**Material for this exercise**
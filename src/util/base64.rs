use base64::engine::general_purpose::URL_SAFE;
use base64::engine::Engine as _;
use std::fmt;

#[derive(Debug, Clone, PartialEq, Eq)]
pub struct DecodeBase64Error;

impl fmt::Display for DecodeBase64Error {
    fn fmt(&self, f: &mut fmt::Formatter<'_>) -> fmt::Result {
        write!(f, "failed to decode base64 string")
    }
}

impl std::error::Error for DecodeBase64Error {}

/// Encode a string using a URL-safe base64 alphabet with `.` padding to match the JS SDK.
pub fn base64_encode(input: &str) -> String {
    base64_url_encode(input)
}

/// Encode a string using the JS SDK web-safe alphabet.
pub fn base64_url_encode(input: &str) -> String {
    base64_url_encode_bytes(input.as_bytes())
}

/// Encode a byte slice using the JS SDK web-safe alphabet (padding replaced with `.`).
pub fn base64_url_encode_bytes(bytes: &[u8]) -> String {
    let encoded = URL_SAFE.encode(bytes);
    encoded.replace('=', ".")
}

/// Encode and keep the JS SDK behaviour of trimming trailing padding characters.
pub fn base64_url_encode_trimmed(input: &str) -> String {
    base64_encode(input).trim_end_matches('.').to_owned()
}

/// Decode a base64 URL-safe string, returning UTF-8 text on success.
pub fn base64_decode(input: &str) -> Result<String, DecodeBase64Error> {
    let bytes = base64_decode_bytes(input)?;
    String::from_utf8(bytes).map_err(|_err| DecodeBase64Error)
}

/// Decode into raw bytes.
pub fn base64_decode_bytes(input: &str) -> Result<Vec<u8>, DecodeBase64Error> {
    let mut normalized = input.replace('.', "=");
    // The JS SDK allows the padding to be absent. Restore padding so the decoder accepts it.
    let remainder = normalized.len() % 4;
    if remainder != 0 {
        normalized.extend("====".chars().take(4 - remainder));
    }
    URL_SAFE
        .decode(normalized.as_bytes())
        .map_err(|_err| DecodeBase64Error)
}

#[cfg(test)]
mod tests {
    use super::*;

    #[test]
    fn encode_and_decode_roundtrip() {
        let original = "hello firebase";
        let encoded = base64_encode(original);
        let decoded = base64_decode(&encoded).unwrap();
        assert_eq!(decoded, original);
    }

    #[test]
    fn encode_trimmed_removes_padding() {
        let trimmed = base64_url_encode_trimmed("test");
        assert!(!trimmed.ends_with('.'));
    }

    #[test]
    fn decode_tolerates_missing_padding() {
        let encoded = base64_encode("data");
        let without_padding = encoded.trim_end_matches('.');
        let decoded = base64_decode(without_padding).unwrap();
        assert_eq!(decoded, "data");
    }

    #[test]
    fn decode_invalid_returns_error() {
        assert!(base64_decode("@@invalid@@").is_err());
    }
}
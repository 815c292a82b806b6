use std::env;

fn forced_environment() -> Option<String> {
    env::var("FIREBASE_FORCE_ENVIRONMENT").ok()
}

pub fn get_user_agent() -> String {
    env::var("FIREBASE_USER_AGENT").unwrap_or_default()
}

pub fn is_mobile_cordova() -> bool {
    false
}

pub fn is_node() -> bool {
    match forced_environment().as_deref() {
        Some("browser") => false,
        Some("node") => true,
        _ => true,
    }
}

pub fn is_browser() -> bool {
    match forced_environment().as_deref() {
        Some("browser") => true,
        Some("node") => false,
        _ => false,
    }
}

pub fn is_web_worker() -> bool {
    false
}

pub fn is_cloudflare_worker() -> bool {
    false
}

pub fn is_browser_extension() -> bool {
    false
}

pub fn is_react_native() -> bool {
    false
}

pub fn is_electron() -> bool {
    get_user_agent().contains("Electron/")
}

pub fn is_safari() -> bool {
    false
}

pub fn is_safari_or_webkit() -> bool {
    false
}

pub fn is_indexed_db_available() -> bool {
    false
}

pub fn are_cookies_enabled() -> bool {
    false
}

pub fn is_uwp() -> bool {
    false
}

#[cfg(test)]
mod tests {
    use super::*;

    #[test]
    fn default_environment_is_node() {
        assert!(is_node());
        assert!(!is_browser());
    }

    #[test]
    fn detect_electron_user_agent() {
        unsafe { env::set_var("FIREBASE_USER_AGENT", "Electron/1.0") };
        assert!(is_electron());
        unsafe { env::remove_var("FIREBASE_USER_AGENT") };
    }
}
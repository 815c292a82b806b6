use crate::util::base64::base64_decode;
use crate::util::json::json_eval;
use serde_json::{Map, Value};
use std::time::{SystemTime, UNIX_EPOCH};

#[derive(Debug, Clone, Default)]
pub struct DecodedToken {
    pub header: Value,
    pub claims: Value,
    pub data: Value,
    pub signature: String,
}

pub fn decode_jwt(token: &str) -> DecodedToken {
    let mut parts = token.split('.');
    let header_part = parts.next().unwrap_or_default();
    let claims_part = parts.next().unwrap_or_default();
    let signature = parts.next().unwrap_or_default().to_string();

    let header = decode_part(header_part);
    let (claims, data) = decode_claims(claims_part);

    DecodedToken {
        header,
        claims,
        data,
        signature,
    }
}

pub fn is_valid_timestamp(token: &str) -> bool {
    let decoded = decode_jwt(token);
    let claims = match decoded.claims {
        Value::Object(ref map) => map,
        _ => return false,
    };

    let now = SystemTime::now()
        .duration_since(UNIX_EPOCH)
        .map(|dur| dur.as_secs() as i64)
        .unwrap_or_default();

    let valid_since = claims
        .get("nbf")
        .or_else(|| claims.get("iat"))
        .and_then(value_as_i64)
        .unwrap_or_default();

    let valid_until = claims.get("exp").and_then(value_as_i64).unwrap_or(valid_since + 86_400);

    now >= valid_since && now <= valid_until
}

pub fn issued_at_time(token: &str) -> Option<i64> {
    let decoded = decode_jwt(token);
    match decoded.claims {
        Value::Object(map) => map.get("iat").and_then(value_as_i64),
        _ => None,
    }
}

pub fn is_valid_format(token: &str) -> bool {
    let decoded = decode_jwt(token);
    match decoded.claims {
        Value::Object(map) => map.contains_key("iat"),
        _ => false,
    }
}

pub fn is_admin_token(token: &str) -> bool {
    let decoded = decode_jwt(token);
    match decoded.claims {
        Value::Object(map) => matches!(map.get("admin"), Some(Value::Bool(true))),
        _ => false,
    }
}

fn decode_part(part: &str) -> Value {
    if part.is_empty() {
        return Value::Object(Map::new());
    }

    match base64_decode(part)
        .ok()
        .and_then(|decoded| json_eval::<Value>(&decoded).ok())
    {
        Some(value) => value,
        None => Value::Object(Map::new()),
    }
}

fn decode_claims(part: &str) -> (Value, Value) {
    match decode_part(part) {
        Value::Object(mut map) => {
            let data = map.remove("d").unwrap_or_else(|| Value::Object(Map::new()));
            (Value::Object(map), data)
        }
        other => (other, Value::Object(Map::new())),
    }
}

fn value_as_i64(value: &Value) -> Option<i64> {
    value.as_i64().or_else(|| value.as_u64().map(|v| v as i64))
}

#[cfg(test)]
mod tests {
    use super::*;
    use crate::util::base64::base64_url_encode_trimmed;
    use serde_json::json;

    fn build_token(claims: &Value) -> String {
        let header = base64_url_encode_trimmed(&json!({"alg": "none"}).to_string());
        let claims_str = base64_url_encode_trimmed(&claims.to_string());
        format!("{}.{}.sig", header, claims_str)
    }

    #[test]
    fn decode_extracts_data() {
        let claims = json!({"iat": 1, "d": {"foo": "bar"}});
        let token = build_token(&claims);
        let decoded = decode_jwt(&token);
        assert_eq!(decoded.data["foo"], json!("bar"));
        assert!(!decoded.claims.get("d").is_some());
    }

    #[test]
    fn format_validation_requires_iat() {
        let token = build_token(&json!({"exp": 10}));
        assert!(!is_valid_format(&token));
    }

    #[test]
    fn admin_detection() {
        let token = build_token(&json!({"iat": 1, "admin": true}));
        assert!(is_admin_token(&token));
    }
}
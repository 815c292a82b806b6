use std::collections::BTreeMap;

use crate::firestore::model::FieldPath;
use crate::firestore::value::{FirestoreValue, ValueKind};

#[derive(Clone, Debug, PartialEq)]
pub struct MapValue {
    fields: BTreeMap<String, FirestoreValue>,
}

impl MapValue {
    pub fn new(fields: BTreeMap<String, FirestoreValue>) -> Self {
        Self { fields }
    }

    pub fn fields(&self) -> &BTreeMap<String, FirestoreValue> {
        &self.fields
    }

    /// Retrieves a value referenced by the provided field path if it exists.
    ///
    /// This powers higher-level helpers such as
    /// [`crate::firestore::api::snapshot::DocumentSnapshot::get`].
    pub fn get(&self, field_path: &FieldPath) -> Option<&FirestoreValue> {
        get_from_segments(self.fields(), field_path.segments())
    }
}

fn get_from_segments<'a>(
    fields: &'a BTreeMap<String, FirestoreValue>,
    segments: &[String],
) -> Option<&'a FirestoreValue> {
    let (first, rest) = segments.split_first()?;
    let value = fields.get(first)?;
    if rest.is_empty() {
        Some(value)
    } else if let ValueKind::Map(child) = value.kind() {
        get_from_segments(child.fields(), rest)
    } else {
        None
    }
}
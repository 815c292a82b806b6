use serde::de::DeserializeOwned;
use serde::Serialize;
use serde_json::Value;

pub fn json_eval<T: DeserializeOwned>(input: &str) -> serde_json::Result<T> {
    serde_json::from_str(input)
}

pub fn stringify<T: ?Sized + Serialize>(value: &T) -> serde_json::Result<String> {
    serde_json::to_string(value)
}

pub fn json_eval_value(input: &str) -> serde_json::Result<Value> {
    serde_json::from_str(input)
}

#[cfg(test)]
mod tests {
    use super::*;
    use serde_json::json;

    #[test]
    fn roundtrip() {
        let value = json!({"a": 1, "b": "two"});
        let encoded = stringify(&value).unwrap();
        let decoded: Value = json_eval(&encoded).unwrap();
        assert_eq!(decoded, value);
    }
}
impl Default for RetrySettings {
    fn default() -> Self {
        Self {
            max_attempts: 5,
            initial_delay: Duration::from_millis(100),
            multiplier: 1.5,
            max_delay: Duration::from_secs(5),
            request_timeout: Duration::from_secs(20),
        }
    }
}

impl HttpDatastore {
    pub fn builder(database_id: DatabaseId) -> HttpDatastoreBuilder {
        HttpDatastoreBuilder::new(database_id)
    }

    pub fn from_database_id(database_id: DatabaseId) -> FirestoreResult<Self> {
        Self::builder(database_id).build()
    }

    fn new(
        connection: Connection,
        serializer: JsonProtoSerializer,
        auth_provider: TokenProviderArc,
        app_check_provider: TokenProviderArc,
        retry: RetrySettings,
    ) -> Self {
        Self {
            connection,
            serializer,
            auth_provider,
            app_check_provider,
            retry,
        }
    }

    async fn execute_with_retry<F, Fut, T>(&self, mut operation: F) -> FirestoreResult<T>
    where
        F: FnMut(&RequestContext) -> Fut,
        Fut: Future<Output = FirestoreResult<T>>,
    {
        let mut attempt = 0usize;
        loop {
            let context = self.build_request_context().await?;
            match operation(&context).await {
                Ok(result) => return Ok(result),
                Err(err) => {
                    if !self.retry.should_retry(attempt, &err) {
                        return Err(err);
                    }

                    if err.code == FirestoreErrorCode::Unauthenticated {
                        self.auth_provider.invalidate_token();
                        self.app_check_provider.invalidate_token();
                    }

                    let delay = self.retry.backoff_delay(attempt);
                    runtime_sleep(delay).await;
                    attempt += 1;
                }
            }
        }
    }

    async fn build_request_context(&self) -> FirestoreResult<RequestContext> {
        let auth_token = self.auth_provider.get_token().await?;
        let app_check_token = self.app_check_provider.get_token().await?;
        let heartbeat_header = self.app_check_provider.heartbeat_header().await?;
        Ok(RequestContext {
            auth_token,
            app_check_token,
            heartbeat_header,
            request_timeout: Some(self.retry.request_timeout),
        })
    }

    fn encode_commit_body(&self, writes: &[WriteOperation]) -> JsonValue {
        let encoded: Vec<JsonValue> = writes
            .iter()
            .map(|write| self.encode_write(write))
            .collect();
        json!({ "writes": encoded })
    }

    fn encode_write(&self, write: &WriteOperation) -> JsonValue {
        match write {
            WriteOperation::Set {
                key,
                data,
                mask,
                transforms,
            } => match mask {
                Some(mask) => self
                    .serializer
                    .encode_merge_write(key, data, mask, transforms),
                None => self.serializer.encode_set_write(key, data, transforms),
            },
            WriteOperation::Update {
                key,
                data,
                field_paths,
                transforms,
            } => self
                .serializer
                .encode_update_write(key, data, field_paths, transforms),
            WriteOperation::Delete { key } => self.serializer.encode_delete_write(key),
        }
    }
}

#[cfg_attr(target_arch = "wasm32", async_trait(?Send))]
#[cfg_attr(not(target_arch = "wasm32"), async_trait)]
impl Datastore for HttpDatastore {
    async fn get_document(&self, key: &DocumentKey) -> FirestoreResult<DocumentSnapshot> {
        let doc_path = format!("documents/{}", key.path().canonical_string());
        let serializer = self.serializer.clone();
        let snapshot = self
            .execute_with_retry(|context| {
                let context = context.clone();
                let doc_path = doc_path.clone();
                async move {
                    self.connection
                        .invoke_json_optional(Method::GET, &doc_path, None, &context)
                        .await
                }
            })
            .await?;

        if let Some(json) = snapshot {
            let map_value = serializer
                .decode_document_fields(&json)?
                .unwrap_or_else(|| MapValue::new(BTreeMap::new()));
            Ok(DocumentSnapshot::new(
                key.clone(),
                Some(map_value),
                SnapshotMetadata::new(false, false),
            ))
        } else {
            Ok(DocumentSnapshot::new(
                key.clone(),
                None,
                SnapshotMetadata::new(false, false),
            ))
        }
    }

    async fn set_document(
        &self,
        key: &DocumentKey,
        data: MapValue,
        mask: Option<Vec<FieldPath>>,
        transforms: Vec<FieldTransform>,
    ) -> FirestoreResult<()> {
        self.commit(vec![WriteOperation::Set {
            key: key.clone(),
            data,
            mask,
            transforms,
        }])
        .await
    }

    async fn run_query(&self, query: &QueryDefinition) -> FirestoreResult<Vec<DocumentSnapshot>> {
        let request_path = if query.parent_path().is_empty() {
            "documents:runQuery".to_string()
        } else {
            format!(
                "documents/{}:runQuery",
                query.parent_path().canonical_string()
            )
        };

        let structured_query = self.build_structured_query(query)?;
        let body = json!({
            "structuredQuery": structured_query
        });
        let serializer = self.serializer.clone();

        let response = self
            .execute_with_retry(|context| {
                let context = context.clone();
                let request_path = request_path.clone();
                let body = body.clone();
                async move {
                    self.connection
                        .invoke_json(Method::POST, &request_path, Some(body.clone()), &context)
                        .await
                }
            })
            .await?;

        let results = response
            .as_array()
            .ok_or_else(|| internal_error("Firestore runQuery response must be an array"))?;

        let mut snapshots = Vec::new();
        for entry in results {
            let document = match entry.get("document") {
                Some(value) => value,
                None => continue,
            };

            let name = document
                .get("name")
                .and_then(JsonValue::as_str)
                .ok_or_else(|| {
                    internal_error("Firestore runQuery document missing 'name' field")
                })?;
            let key = self.parse_document_name(name)?;

            let map_value = serializer
                .decode_document_fields(document)?
                .unwrap_or_else(|| MapValue::new(BTreeMap::new()));

            snapshots.push(DocumentSnapshot::new(
                key,
                Some(map_value),
                SnapshotMetadata::new(false, false),
            ));
        }

        Ok(snapshots)
    }

    async fn update_document(
        &self,
        key: &DocumentKey,
        data: MapValue,
        field_paths: Vec<FieldPath>,
        transforms: Vec<FieldTransform>,
    ) -> FirestoreResult<()> {
        if field_paths.is_empty() && transforms.is_empty() {
            return Err(invalid_argument(
                "update_document requires at least one field path",
            ));
        }

        self.commit(vec![WriteOperation::Update {
            key: key.clone(),
            data,
            field_paths,
            transforms,
        }])
        .await
    }

    async fn delete_document(&self, key: &DocumentKey) -> FirestoreResult<()> {
        self.commit(vec![WriteOperation::Delete { key: key.clone() }])
            .await
    }

    async fn commit(&self, writes: Vec<WriteOperation>) -> FirestoreResult<()> {
        if writes.is_empty() {
            return Ok(());
        }

        let commit_body = self.encode_commit_body(&writes);
        self.execute_with_retry(|context| {
            let context = context.clone();
            let body = commit_body.clone();
            async move {
                self.connection
                    .invoke_json(
                        Method::POST,
                        "documents:commit",
                        Some(body.clone()),
                        &context,
                    )
                    .await
                    .map(|_| ())
            }
        })
        .await
    }

    async fn run_aggregate(
        &self,
        query: &QueryDefinition,
        aggregations: &[AggregateDefinition],
    ) -> FirestoreResult<BTreeMap<String, FirestoreValue>> {
        if aggregations.is_empty() {
            return Ok(BTreeMap::new());
        }

        let request_path = if query.parent_path().is_empty() {
            "documents:runAggregationQuery".to_string()
        } else {
            format!(
                "documents/{}:runAggregationQuery",
                query.parent_path().canonical_string()
            )
        };

        let body = self.build_aggregation_body(query, aggregations)?;
        let serializer = self.serializer.clone();

        let response = self
            .execute_with_retry(|context| {
                let context = context.clone();
                let request_path = request_path.clone();
                let body = body.clone();
                async move {
                    self.connection
                        .invoke_json(Method::POST, &request_path, Some(body.clone()), &context)
                        .await
                }
            })
            .await?;

        let entries = response.as_array().ok_or_else(|| {
            internal_error("Firestore runAggregationQuery response must be an array")
        })?;

        let mut aggregates = BTreeMap::new();
        for entry in entries {
            let result = match entry.get("result") {
                Some(result) => result,
                None => continue,
            };
            let fields = result
                .get("aggregateFields")
                .and_then(JsonValue::as_object)
                .ok_or_else(|| {
                    internal_error("Firestore runAggregationQuery response missing aggregateFields")
                })?;
            for (alias, value_json) in fields {
                let decoded = serializer.decode_value_json(value_json)?;
                aggregates.insert(alias.clone(), decoded);
            }
        }

        if aggregates.is_empty() {
            return Err(internal_error(
                "Firestore runAggregationQuery response contained no aggregation results",
            ));
        }

        Ok(aggregates)
    }
}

**Assigned task**
Everything from the first line above through the line that contains "fn fmt(&self, f: &mut" should be duplicated exactly, please, and nothing beyond it.

**Solution to the problem**
filename src/util/base64.rs
use base64::engine::general_purpose::URL_SAFE;
use base64::engine::Engine as _;
use std::fmt;

#[derive(Debug, Clone, PartialEq, Eq)]
pub struct DecodeBase64Error;

impl fmt::Display for DecodeBase64Error {
    fn fmt(&self, f: &mut fmt::Formatter<'_>) -> fmt::Result {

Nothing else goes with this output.